Posted: 2/11/2014 2:17:27 PM
I run across women making these comments but it just doesn't match up with reality. The problem is... a good portion (practically most) of the women on these sites (and even offline) say one thing but actually do another. Most end up going for the aggressive, brutish, playboy types. These men tend to do the most asking...and keep going until they get a yes. So naturally many women eventually end up with these types of men at some point (some repeatedly). This is largely due to the fact that women seem to be hardwired to go for the bad boy... even when there are red flags indicating that they should leave them alone (see the report on women's dating habits by Kristina Durante from the University of Texas San Antonio). This, in some ways, explains why women tend to go for the same type every time.

Meanwhile, decent guys, particularly men who don't send hundreds of messages a month, just become background noise.

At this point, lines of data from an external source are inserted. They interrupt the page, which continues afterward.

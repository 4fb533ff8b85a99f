//! End-to-end tests for static delivery through a started server.

mod common;

use common::fixtures::{free_port, local_addr, PackageTree};
use common::http::{get, send_raw};
use polyserve::{start_server_with, RunningServer, ServerOptions, TcpPortScanner};
use std::net::SocketAddr;

fn start(tree: &PackageTree, package_name: Option<&str>) -> (RunningServer, SocketAddr) {
    common::init_runtime();
    let port = free_port();
    let options = ServerOptions {
        port: Some(port),
        host: Some("127.0.0.1".to_string()),
        root: Some(tree.root().to_path_buf()),
        component_dir: Some(tree.component_dir().to_string_lossy().into_owned()),
        package_name: package_name.map(str::to_string),
        headers: vec![("X-Polyserve".to_string(), "yes".to_string())],
        proxy: None,
        ..ServerOptions::default()
    };
    let server = start_server_with(&options, &TcpPortScanner).unwrap();
    server.handle().wait_ready().unwrap();
    (server, local_addr(port))
}

#[test]
fn test_base_url_and_package_name() {
    let tree = PackageTree::new(None);
    let (server, addr) = start(&tree, Some("my-pkg"));
    assert_eq!(server.package_name(), "my-pkg");
    assert_eq!(
        server.base_url(),
        format!("http://127.0.0.1:{}/components/my-pkg/", addr.port())
    );
    assert_eq!(server.page_url(), None);
    server.stop();
}

#[test]
fn test_root_redirects_to_package() {
    let tree = PackageTree::new(None);
    let (server, addr) = start(&tree, Some("my-pkg"));
    let resp = get(&addr, "/");
    assert_eq!(resp.status, 301);
    assert_eq!(resp.header("location"), Some("/components/my-pkg/"));
    server.stop();
}

#[test]
fn test_mount_root_redirects_to_package() {
    let tree = PackageTree::new(None);
    let (server, addr) = start(&tree, Some("my-pkg"));
    let resp = get(&addr, "/components/");
    assert_eq!(resp.status, 301);
    assert_eq!(resp.header("location"), Some("./my-pkg/"));
    server.stop();
}

#[test]
fn test_package_index_and_files() {
    let tree = PackageTree::new(None);
    let (server, addr) = start(&tree, Some("my-pkg"));

    let resp = get(&addr, "/components/my-pkg/");
    assert_eq!(resp.status, 200);
    assert_eq!(resp.text(), "<h1>package index</h1>");
    assert!(resp.header("content-type").unwrap().starts_with("text/html"));

    let resp = get(&addr, "/components/my-pkg/my-pkg.html");
    assert_eq!(resp.status, 200);
    assert!(resp.text().contains("dom-module"));

    let resp = get(&addr, "/components/my-pkg/demo/");
    assert_eq!(resp.status, 200);
    assert_eq!(resp.text(), "<h1>demo</h1>");
    server.stop();
}

#[test]
fn test_directory_without_slash_redirects() {
    let tree = PackageTree::new(None);
    let (server, addr) = start(&tree, Some("my-pkg"));
    let resp = get(&addr, "/components/my-pkg/demo");
    assert_eq!(resp.status, 301);
    assert_eq!(resp.header("location"), Some("/components/my-pkg/demo/"));
    server.stop();
}

#[test]
fn test_dependency_served_from_component_dir() {
    let tree = PackageTree::new(None);
    let (server, addr) = start(&tree, Some("my-pkg"));

    let resp = get(&addr, "/components/some-dep/foo.js");
    assert_eq!(resp.status, 200);
    assert_eq!(resp.text(), "console.log('foo');");
    assert!(resp
        .header("content-type")
        .unwrap()
        .starts_with("application/javascript"));

    let resp = get(&addr, "/components/some-dep/");
    assert_eq!(resp.status, 200);
    assert_eq!(resp.text(), "<h1>some-dep</h1>");
    server.stop();
}

#[test]
fn test_missing_files_are_not_found() {
    let tree = PackageTree::new(None);
    let (server, addr) = start(&tree, Some("my-pkg"));
    assert_eq!(get(&addr, "/components/my-pkg/nope.html").status, 404);
    assert_eq!(get(&addr, "/components/other-dep/x.js").status, 404);
    assert_eq!(get(&addr, "/elsewhere/index.html").status, 404);
    server.stop();
}

#[test]
fn test_traversal_is_forbidden() {
    let tree = PackageTree::new(None);
    let (server, addr) = start(&tree, Some("my-pkg"));
    let resp = send_raw(
        &addr,
        "GET /components/some-dep/../../secret.txt HTTP/1.1\r\nHost: localhost\r\n\r\n",
    );
    assert_eq!(resp.status, 403);
    assert!(!resp.text().contains("top secret"));

    let resp = get(&addr, "/components/some-dep/%2e%2e/%2e%2e/secret.txt");
    assert_eq!(resp.status, 403);
    server.stop();
}

#[test]
fn test_dotfiles_are_hidden() {
    let tree = PackageTree::new(None);
    let (server, addr) = start(&tree, Some("my-pkg"));
    let resp = get(&addr, "/components/my-pkg/.hidden");
    assert_eq!(resp.status, 404);
    assert!(!resp.text().contains("hidden"));
    server.stop();
}

#[test]
fn test_bad_encoding_is_rejected() {
    let tree = PackageTree::new(None);
    let (server, addr) = start(&tree, Some("my-pkg"));
    assert_eq!(get(&addr, "/components/my-pkg/%ff.html").status, 400);
    server.stop();
}

#[test]
fn test_only_get_and_head_serve_files() {
    let tree = PackageTree::new(None);
    let (server, addr) = start(&tree, Some("my-pkg"));

    let resp = send_raw(
        &addr,
        "POST /components/my-pkg/index.html HTTP/1.1\r\nHost: localhost\r\nContent-Length: 0\r\n\r\n",
    );
    assert_eq!(resp.status, 404);

    let resp = send_raw(
        &addr,
        "HEAD /components/my-pkg/index.html HTTP/1.1\r\nHost: localhost\r\n\r\n",
    );
    assert_eq!(resp.status, 200);
    server.stop();
}

#[test]
fn test_head_advertises_file_length() {
    let tree = PackageTree::new(None);
    let (server, addr) = start(&tree, Some("my-pkg"));

    let get_resp = get(&addr, "/components/my-pkg/index.html");
    let head_resp = send_raw(
        &addr,
        "HEAD /components/my-pkg/index.html HTTP/1.1\r\nHost: localhost\r\n\r\n",
    );
    assert_eq!(head_resp.status, 200);
    let expected = "<h1>package index</h1>".len().to_string();
    assert_eq!(get_resp.header("content-length"), Some(expected.as_str()));
    assert_eq!(head_resp.header("content-length"), Some(expected.as_str()));
    assert_eq!(head_resp.header("content-type"), get_resp.header("content-type"));
    assert_eq!(head_resp.header("connection"), Some("close"));
    server.stop();
}

#[test]
fn test_extra_headers_on_served_files() {
    let tree = PackageTree::new(None);
    let (server, addr) = start(&tree, Some("my-pkg"));
    let resp = get(&addr, "/components/my-pkg/index.html");
    assert_eq!(resp.status, 200);
    assert_eq!(resp.header("x-polyserve"), Some("yes"));
    server.stop();
}

#[test]
fn test_bower_name_used_when_not_configured() {
    let tree = PackageTree::new(Some("bower-pkg"));
    let (server, addr) = start(&tree, None);
    assert_eq!(server.package_name(), "bower-pkg");

    let resp = get(&addr, "/");
    assert_eq!(resp.header("location"), Some("/components/bower-pkg/"));

    let resp = get(&addr, "/components/bower-pkg/index.html");
    assert_eq!(resp.status, 200);
    assert_eq!(resp.text(), "<h1>package index</h1>");
    server.stop();
}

From my experience, there is a large portion of women (I sense it's most) are not very interested in the decent guy, family guy, the "nice" guy or the gentleman. These men are often viewed as boring... not exciting enough, etc.

I personally don't bother sending out very many messages (maybe 2 a month or so). I just don't have the time nor the interest in writing that much. My advice would be to take the initiative to contact a guy who seems worthy. I actually prefer to be contacted.... I hate the chase.